Comment: The insurance lobby organization, AHIP, is correct when they
point out that patients are not protected from exorbitant fees charged
by physicians outside of their own insurance networks. Although this
report appropriately condemns outrageous fee gouging, the report itself
is deceptive, reflecting on AHIP's own credibility.

AHIP asked its insurers to provide the three highest billed charges from
non-participating providers for each of 24 CPT procedure codes. They
then took the very highest charge for 10 procedures and created a graph
demonstrating how outrageous these charges were compared to Medicare
rates. They distributed the graph with their press release.
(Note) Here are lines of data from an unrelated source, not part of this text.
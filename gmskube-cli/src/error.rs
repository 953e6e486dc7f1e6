use std::path::PathBuf;

use snafu::Snafu;

use crate::cluster::ClusterError;
use crate::dataload::DataLoadError;
use crate::helm::PackageError;

/// How an error should be presented to the operator
#[derive(Debug, Clone, Copy, PartialEq, Eq)]
pub enum ErrorKind {
    /// Bad arguments, reported before anything in the cluster changed
    UserInput,
    /// The cluster is not in the state the operation requires
    Precondition,
    /// A step of the operation failed
    Operation,
}

#[derive(Debug, Snafu)]
#[snafu(visibility(pub(crate)))]
pub enum Error {
    #[snafu(display(
        "Instance name '{name}' is invalid. It must be 3-128 characters of lowercase \
         letters, numbers or hyphens, and may not start or end with a hyphen."
    ))]
    InvalidInstanceName { name: String },

    #[snafu(display("Tag name is required."))]
    MissingTag,

    #[snafu(display("Config override path must be specified with --config"))]
    MissingConfigOverride,

    #[snafu(display(
        "Namespace already exists. Run `gmskube uninstall {name}`, or use `--reuse-namespace` argument."
    ))]
    NamespaceExists { name: String },

    #[snafu(display("Configmap '{config_map}' not found in '{namespace}' namespace."))]
    MissingConfigMap {
        config_map: String,
        namespace: String,
    },

    #[snafu(display(
        "Unable to determine instance type from 'gms' configmap in '{namespace}' namespace."
    ))]
    MissingInstanceType { namespace: String },

    #[snafu(display("Configmap '{config_map}' has no '{key}' entry"))]
    MissingConfigEntry { config_map: String, key: String },

    #[snafu(display("Kubernetes request failed: {source}"))]
    Cluster { source: ClusterError },

    #[snafu(display("Failed to run helm: {source}"))]
    Package { source: PackageError },

    #[snafu(display("Could not install instance {name}\n{stderr}"))]
    HelmInstall { name: String, stderr: String },

    #[snafu(display("Could not upgrade instance {name}\n{stderr}"))]
    HelmUpgrade { name: String, stderr: String },

    #[snafu(display("Unable to get existing values for instance {name}\n{stderr}"))]
    HelmGetValues { name: String, stderr: String },

    #[snafu(display("Could not list instances\n{stderr}"))]
    HelmList { stderr: String },

    #[snafu(display("Could not parse helm release list: {source}"))]
    ReleaseList { source: serde_json::Error },

    #[snafu(display("Data load failed: {source}"))]
    DataLoad { source: DataLoadError },

    #[snafu(display(
        "{name} was applied but its data load failed: {source}\n\
         Fix the cause and run `gmskube reconfig --config <dir> {name}` to retry the load."
    ))]
    DataLoadAfterApply { name: String, source: DataLoadError },

    #[snafu(display("{name} uninstall unsuccessful, please review errors/warnings above: {source}"))]
    NamespaceDelete { name: String, source: ClusterError },

    #[snafu(display("Failed to {action} augmentation `{augmentation}` for instance `{name}`\n{source}"))]
    Augmentation {
        action: &'static str,
        augmentation: String,
        name: String,
        source: Box<Error>,
    },

    #[snafu(display("Instance name `{name}` does not exist."))]
    InstanceNotFound { name: String },

    #[snafu(display("Failed to access {}: {source}", path.display()))]
    Io {
        path: PathBuf,
        source: std::io::Error,
    },

    #[snafu(display("Failed to parse {}: {source}", path.display()))]
    Yaml {
        path: PathBuf,
        source: serde_yaml::Error,
    },
}

impl Error {
    pub fn kind(&self) -> ErrorKind {
        match self {
            Self::InvalidInstanceName { .. } | Self::MissingTag | Self::MissingConfigOverride => {
                ErrorKind::UserInput
            }
            Self::NamespaceExists { .. }
            | Self::MissingConfigMap { .. }
            | Self::MissingInstanceType { .. }
            | Self::MissingConfigEntry { .. }
            | Self::InstanceNotFound { .. } => ErrorKind::Precondition,
            Self::Augmentation { source, .. } => source.kind(),
            _ => ErrorKind::Operation,
        }
    }
}

pub type Result<T, E = Error> = std::result::Result<T, E>;
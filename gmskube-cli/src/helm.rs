//! Package tool client. Every release change goes through the `helm` binary.

use std::ffi::OsString;
use std::path::PathBuf;

use async_trait::async_trait;
use serde::Deserialize;
use snafu::{ResultExt, Snafu};
use tracing::{debug, info, warn};

#[derive(Debug, Snafu)]
#[snafu(visibility(pub(crate)))]
pub enum PackageError {
    #[snafu(display("Unable to run `{command}`: {source}"))]
    Spawn {
        command: String,
        source: std::io::Error,
    },

    #[snafu(display("helm task panicked or was cancelled: {source}"))]
    Join { source: tokio::task::JoinError },
}

/// One value override, rendered in the order it was added
#[derive(Debug, Clone, PartialEq, Eq)]
pub enum ValueArg {
    Set(String),
    SetString(String),
    ValuesFile(PathBuf),
}

impl ValueArg {
    pub fn set(key: &str, value: impl std::fmt::Display) -> Self {
        Self::Set(format!("{key}={value}"))
    }

    fn push_args(&self, args: &mut Vec<String>) {
        match self {
            Self::Set(value) => args.extend(["--set".to_string(), value.clone()]),
            Self::SetString(value) => args.extend(["--set-string".to_string(), value.clone()]),
            Self::ValuesFile(path) => {
                args.extend(["--values".to_string(), path.display().to_string()]);
            }
        }
    }
}

#[derive(Debug, Clone, Copy, PartialEq, Eq)]
pub enum ReleaseAction {
    Install,
    Upgrade,
    /// Render manifests without touching the cluster
    Template,
}

impl ReleaseAction {
    fn as_str(self) -> &'static str {
        match self {
            Self::Install => "install",
            Self::Upgrade => "upgrade",
            Self::Template => "template",
        }
    }
}

/// A `helm install|upgrade|template` invocation
#[derive(Debug, Clone, PartialEq, Eq)]
pub struct ReleaseCommand {
    pub action: ReleaseAction,
    pub release: String,
    pub chart: String,
    pub namespace: String,
    pub timeout_minutes: u64,
    pub values: Vec<ValueArg>,
    /// Adds `--dry-run --debug`
    pub dry_run: bool,
}

impl ReleaseCommand {
    pub fn args(&self) -> Vec<String> {
        let mut args = vec![
            self.action.as_str().to_string(),
            self.release.clone(),
            self.chart.clone(),
            "--namespace".to_string(),
            self.namespace.clone(),
            "--timeout".to_string(),
            format!("{}m", self.timeout_minutes),
        ];
        for value in &self.values {
            value.push_args(&mut args);
        }
        if self.dry_run {
            args.extend(["--dry-run".to_string(), "--debug".to_string()]);
        }
        args
    }

    /// Position of the first `--set` equal to `value`
    pub fn position_of(&self, value: &str) -> Option<usize> {
        self.values
            .iter()
            .position(|arg| matches!(arg, ValueArg::Set(v) if v == value))
    }
}

/// Exit status and captured streams of a helm run
#[derive(Debug, Clone, Default, PartialEq, Eq)]
pub struct CommandOutput {
    pub code: i32,
    pub stdout: String,
    pub stderr: String,
}

impl CommandOutput {
    pub fn success(&self) -> bool {
        self.code == 0
    }
}

/// A row of `helm list --output json`
#[derive(Debug, Clone, PartialEq, Eq, Deserialize)]
pub struct ReleaseSummary {
    pub name: String,
    #[serde(default)]
    pub namespace: String,
    #[serde(default)]
    pub status: String,
}

#[async_trait]
pub trait PackageManager: Send + Sync {
    async fn apply(&self, command: &ReleaseCommand) -> Result<CommandOutput, PackageError>;

    /// `helm get values <release> --all`
    async fn get_values(&self, release: &str, namespace: &str)
    -> Result<CommandOutput, PackageError>;

    async fn uninstall(&self, release: &str, namespace: &str)
    -> Result<CommandOutput, PackageError>;

    /// Every release in every namespace as JSON
    async fn list(&self) -> Result<CommandOutput, PackageError>;
}

/// Runs the `helm` binary from the deploy directory
#[derive(Debug, Clone)]
pub struct HelmCli {
    deploy_dir: PathBuf,
    /// Directory prepended to `PATH` for the child process
    helm_dir: Option<PathBuf>,
}

impl HelmCli {
    pub fn new(deploy_dir: impl Into<PathBuf>) -> Self {
        Self {
            deploy_dir: deploy_dir.into(),
            helm_dir: None,
        }
    }

    /// Use the helm build installed under `/opt/helm_<version>`
    pub fn with_helm_version(mut self, version: &str) -> Self {
        self.helm_dir = Some(PathBuf::from(format!("/opt/helm_{version}")));
        self
    }

    fn search_path(&self) -> Option<OsString> {
        let dir = self.helm_dir.as_deref()?;
        let current = std::env::var_os("PATH").unwrap_or_default();
        let paths = std::iter::once(dir.to_path_buf()).chain(std::env::split_paths(&current));
        std::env::join_paths(paths).ok()
    }

    async fn run(&self, args: Vec<String>, echo: bool) -> Result<CommandOutput, PackageError> {
        let command = format!("helm {}", args.join(" "));
        debug!("Running command: {command}");

        let mut expression = duct::cmd("helm", &args)
            .dir(&self.deploy_dir)
            .stdout_capture()
            .stderr_capture()
            .unchecked();
        if let Some(path) = self.search_path() {
            expression = expression.env("PATH", path);
        }

        let output = tokio::task::spawn_blocking(move || expression.run())
            .await
            .context(JoinSnafu)?
            .context(SpawnSnafu { command })?;

        let result = CommandOutput {
            code: output.status.code().unwrap_or(-1),
            stdout: String::from_utf8_lossy(&output.stdout).into_owned(),
            stderr: String::from_utf8_lossy(&output.stderr).into_owned(),
        };
        if echo {
            echo_output(&result);
        }
        Ok(result)
    }
}

/// Print helm output, dropping the symlink notices helm emits for charts
/// that link shared subcharts.
fn echo_output(output: &CommandOutput) {
    let stdout = output.stdout.trim();
    if !stdout.is_empty() {
        info!("{stdout}");
    }

    let stderr = output
        .stderr
        .lines()
        .filter(|line| !is_symlink_notice(line))
        .collect::<Vec<_>>()
        .join("\n");
    if !stderr.trim().is_empty() {
        warn!("{}", stderr.trim());
    }
}

fn is_symlink_notice(line: &str) -> bool {
    line.contains("walk.go") && line.contains("found symbolic link in path")
}

#[async_trait]
impl PackageManager for HelmCli {
    async fn apply(&self, command: &ReleaseCommand) -> Result<CommandOutput, PackageError> {
        self.run(command.args(), true).await
    }

    async fn get_values(
        &self,
        release: &str,
        namespace: &str,
    ) -> Result<CommandOutput, PackageError> {
        let args = ["get", "values", release, "--all", "--namespace", namespace];
        self.run(args.map(String::from).to_vec(), false).await
    }

    async fn uninstall(&self, release: &str, namespace: &str) -> Result<CommandOutput, PackageError> {
        let args = ["uninstall", release, "--namespace", namespace];
        self.run(args.map(String::from).to_vec(), true).await
    }

    async fn list(&self) -> Result<CommandOutput, PackageError> {
        let args = ["list", "--all", "--all-namespaces", "--output", "json"];
        self.run(args.map(String::from).to_vec(), false).await
    }
}

/// Helm release matching a Kubernetes `major.minor` version, per the helm
/// version skew policy. Unsupported versions get the newest helm with a
/// warning.
pub fn helm_version_for(kubernetes_version: &str) -> &'static str {
    let minor = kubernetes_version
        .strip_prefix("1.")
        .and_then(|minor| minor.parse::<u32>().ok());

    match minor {
        Some(20..=23) => "3.8",
        Some(24..=25) => "3.12",
        Some(26..=29) => "3.14",
        _ => {
            warn!(
                "Kubernetes version {kubernetes_version} detected. Only Kubernetes versions \
                 1.20-1.29 are supported by gmskube. Helm 3.14 will be used, which may not be compatible."
            );
            "3.14"
        }
    }
}

/// Write `helm get values` output where a later `--values` can read it
pub fn save_values(values: &str) -> std::io::Result<tempfile::NamedTempFile> {
    let mut file = tempfile::Builder::new()
        .prefix("existing_values")
        .suffix(".yaml")
        .tempfile()?;
    std::io::Write::write_all(&mut file, values.as_bytes())?;
    Ok(file)
}
//! Storage backends for the central configuration repository.

use std::collections::BTreeMap;
use std::time::Duration;

use async_trait::async_trait;

use crate::error::Result;

/// Keys under this prefix hold locks and are never exported or cleared.
pub const LOCK_PREFIX: &str = "/locks";

/// How long a writer waits for a contended lock before giving up.
pub const LOCK_WAIT: Duration = Duration::from_secs(10);

pub(crate) const LOCK_RETRY_DELAY: Duration = Duration::from_millis(100);

#[must_use]
pub fn lock_key(name: &str) -> String {
    format!("{LOCK_PREFIX}/{name}")
}

#[must_use]
pub fn is_lock_key(key: &str) -> bool {
    key.starts_with(LOCK_PREFIX)
}

/// Proof that a named lock is held; pass back to [`KvBackend::unlock`].
#[derive(Debug, Clone, PartialEq, Eq)]
pub struct LockGuard {
    pub name: String,
    pub token: String,
}

/// Primitive operations a central key/value store must offer.
#[async_trait]
pub trait KvBackend: Send + Sync {
    async fn get(&self, key: &str) -> Result<Option<String>>;

    /// All stored pairs, lock keys included.
    async fn get_all(&self) -> Result<BTreeMap<String, String>>;

    /// Write one key in its own transaction.
    async fn put(&self, key: &str, value: &str) -> Result<()>;

    async fn delete(&self, key: &str) -> Result<()>;

    /// Delete every key in `keys` in a single transaction.
    async fn delete_all(&self, keys: &[String]) -> Result<()>;

    /// Acquire the named lock with a bounded lease.
    async fn lock(&self, name: &str, lease: Duration) -> Result<LockGuard>;

    async fn unlock(&self, guard: LockGuard) -> Result<()>;
}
Although the bar graph is quite impressive (link above), it represents
only ten specific instances of fee gouging. Yet the infographic -
labeled "Out-of-Network Charges" - is presented as if it were
representative of charges made by out-of-network providers (though it
does state that these are the highest reported out-of-network provider

Nowhere in the 26 page report is there any mention of what fees were
actually paid. Although the insurer pays no more than its allowed
out-of-network charges, if any, does the patient pay the rest? No. Often
the patients are able to negotiate payments that are closer to typical
commercial insurance rates. Sometimes the patient simply doesn't pay at
all, though the claim may be turned over to a collection agency.
Regardless, the AHIP report is deceptive since it represents only a few
outrageous billing charges but does not represent actual typical
out-of-network payments.

In this press release, AHIP implies that there needs to be a mechanism
"to protect patients who seek care out-of-network from receiving bills
that are unreasonable and unaffordable." In essence, they are saying
that the government should require out-of-network providers to accept
rates similar to those agreed to through contracts with the in-network

Think about that. The only mechanism that insurers have introduced to
slow the increase in heath care spending has been provider contracting.
Okay. Let's accept their implicit recommendation. Let's do what other
industrialized nations do and use some form of government administered
pricing. Then there would be no reason for the insurers to establish
exclusive provider networks.

Since the insurers then would have nothing substantial to offer other
than claims processing, we can do away with much of their administrative
and marketing waste. In fact, we can do away with them completely by
establishing our own universal health insurance administrator - a single
payer national health program.

As AHIP CEO Karen Ignagni says, "With the nation facing the crushing
burden of rising medical costs, all stakeholders should be focusing on
constructive ways to bring costs under control." She's right. The first
step should be to get rid of the private insurers.